Une relation a été établie entre cette lame et le signe astrologique du Verseau. « Le Verseau, écrit Oswald Wirth, remplit le rôle de l'Indra, le dieu des Pluies fertilisantes qui, dans le panthéon chaldéen, correspond à Ea, le maître de l'Océan surcéleste où se diffuse la Sagesse suprême. Celle-ci se répartit aux humains par le véhicule de l'eau qui tombe des hauteurs. De là le caractère sacré de l'eau lustrale et son rôle dans les purifications initiatiques. » Malgré des références de ce genre, la lame XVII, L'Étoile, parait plus proche du Verseau car si la source arrose généreusement, La Tempérance mesure.
De l'astrologie, on peut aussi passer à l'alchimie et l'on fait parfois de cette image le symbole même de cet art. A ce titre, il s'agit d'une transformation spirituelle pouvant aller jusqu'à la réincarnation des âmes.

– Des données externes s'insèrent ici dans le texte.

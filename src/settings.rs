//! Speech settings
//!
//! One shared `SpeechSettings` record, last writer wins. Every writer goes
//! through [`SettingsHandle::update`], which applies the change as a single
//! read-modify-write and notifies subscribers. Persistence is just another
//! subscriber.

use std::path::{Path, PathBuf};
use std::sync::Arc;

use serde::{Deserialize, Serialize};
use tokio::sync::watch;
use tokio::task::JoinHandle;

use crate::error::{CaptionError, Result};

/// Which voice the user (or the last resolution) settled on
#[derive(Debug, Clone, PartialEq, Eq, Serialize, Deserialize)]
#[serde(rename_all = "snake_case")]
pub enum VoicePreference {
    /// A platform voice, by voice URI
    Local(String),
    /// The remote translation voice for a language code
    RemoteTranslation(String),
}

/// User speech preferences
#[derive(Debug, Clone, PartialEq, Serialize, Deserialize)]
#[serde(default)]
pub struct SpeechSettings {
    /// Nominal speech rate
    pub speech_speed: f64,
    /// Volume in 0.0..=1.0
    pub speech_volume: f64,
    /// Preferred voice; `None` means platform default
    pub speech_voice: Option<VoicePreference>,
    /// Last language picked for auto translation
    pub remembered_auto_translate_language: Option<String>,
}

impl Default for SpeechSettings {
    fn default() -> Self {
        Self {
            speech_speed: 2.3,
            speech_volume: 1.0,
            speech_voice: None,
            remembered_auto_translate_language: None,
        }
    }
}

/// Shared access to the live settings record
#[derive(Debug, Clone)]
pub struct SettingsHandle {
    tx: Arc<watch::Sender<SpeechSettings>>,
}

impl SettingsHandle {
    pub fn new(initial: SpeechSettings) -> Self {
        let (tx, _rx) = watch::channel(initial);
        Self { tx: Arc::new(tx) }
    }

    /// Copy of the current settings
    pub fn snapshot(&self) -> SpeechSettings {
        self.tx.borrow().clone()
    }

    /// Apply a change atomically. Subscribers are only notified when the
    /// record actually changed. Returns whether it did.
    pub fn update<F>(&self, change: F) -> bool
    where
        F: FnOnce(&mut SpeechSettings),
    {
        self.tx.send_if_modified(|settings| {
            let before = settings.clone();
            change(settings);
            *settings != before
        })
    }

    /// Register for change notifications
    pub fn subscribe(&self) -> watch::Receiver<SpeechSettings> {
        self.tx.subscribe()
    }
}

impl Default for SettingsHandle {
    fn default() -> Self {
        Self::new(SpeechSettings::default())
    }
}

/// JSON file holding the persisted settings
#[derive(Debug, Clone)]
pub struct SettingsStore {
    path: PathBuf,
}

impl SettingsStore {
    pub fn new<P: AsRef<Path>>(path: P) -> Self {
        Self {
            path: path.as_ref().to_path_buf(),
        }
    }

    pub fn path(&self) -> &Path {
        &self.path
    }

    /// Load the stored settings, or defaults when nothing has been stored yet
    pub fn load_or_default(&self) -> Result<SpeechSettings> {
        match std::fs::read_to_string(&self.path) {
            Ok(content) => serde_json::from_str(&content).map_err(|e| {
                CaptionError::Settings(format!("{}: {}", self.path.display(), e))
            }),
            Err(e) if e.kind() == std::io::ErrorKind::NotFound => Ok(SpeechSettings::default()),
            Err(e) => Err(e.into()),
        }
    }

    pub fn save(&self, settings: &SpeechSettings) -> Result<()> {
        let content = serde_json::to_string_pretty(settings)?;
        std::fs::write(&self.path, content)?;
        Ok(())
    }
}

/// Save the settings every time they change, until the handle is gone
pub fn spawn_persistence(handle: &SettingsHandle, store: SettingsStore) -> JoinHandle<()> {
    let mut rx = handle.subscribe();
    tokio::spawn(async move {
        while rx.changed().await.is_ok() {
            let settings = rx.borrow_and_update().clone();
            match store.save(&settings) {
                Ok(()) => tracing::debug!("Saved speech settings to {}", store.path().display()),
                Err(e) => tracing::warn!("Failed to save speech settings: {}", e),
            }
        }
    })
}
use thiserror::Error;

/// Main error type for the caption speaker
#[derive(Error, Debug)]
pub enum CaptionError {
    /// The track has no usable caption document. This is an expected outcome,
    /// callers log it and carry on without synchronized speech.
    #[error("No captions available")]
    NoCaptions,

    #[error("Malformed caption track list: {0}")]
    TrackList(String),

    #[error("IO error: {0}")]
    Io(#[from] std::io::Error),

    #[error("JSON error: {0}")]
    Json(#[from] serde_json::Error),

    #[error("Configuration error: {0}")]
    Config(String),

    #[error("Settings error: {0}")]
    Settings(String),
}

/// Result type alias for convenience
pub type Result<T> = std::result::Result<T, CaptionError>;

Van Rijnberk nous rappelle à ce sujet que, dans la Grèce classique, l'acte de verser d'un vase dans un autre est pris comme synonyme de métempsycose. A ce propos, on constate que les lames du Tarot qui expriment une transformation, un mouvement, sont nombreuses, la vie manifestant une évolution constante et le Tarot représentant les forces qui organisent cette vie, il serait étonnant que ces figures proposent des images statiques.
A titre indicatif, et comme nous l'avons fait pour le commentaire de Court de Gébelin se rapportant à la lame IX, voici intégralement le commentaire de Pitois consacré à cette carte ; il est extrait de son ouvrage l'Homme rouge des Tuileries :
« XIV, Nombre 50, lettre Naïn (N) ; Correspondances : 1° Monde divin, le Mouvement perpétuel de la Vie ; 2° Monde intellectuel, la Combinaison des Idées ; 3° Monde physique, la Combinaison des Forces élémentaires. Symbolisme : les deux urnes. - Trône de Typhon, génie de la constellation du Scorpion. - Influence de Tepiseuth, esprit planétaire du Soleil.
Hiéroglyphe : le génie du Soleil, versant d'une urne dans l'autre les essences de la vie. - C'est le symbole des combinaisons perpétuelles des forces élémentaires, et de la succession de tous les modes d'existence. Dans l'Horoscope, cet arcane répond : consulte tes forces, non pour reculer devant les obstacles, mais pour user ceux-ci peu à peu, comme la goutte d'eau use la pierre. L'initiative réfléchie, calme et persévérante t'élèvera par degrés au sommet que tu veux atteindre. »
Avec La Tempérance s'achève un autre cycle : comme le Chariot termine la première suite de sept cartes, voici la fin de la seconde. Les lames suivantes auront un caractère cosmique plus marqué, surtout avec La Maison-Dieu, les planètes et Le Monde.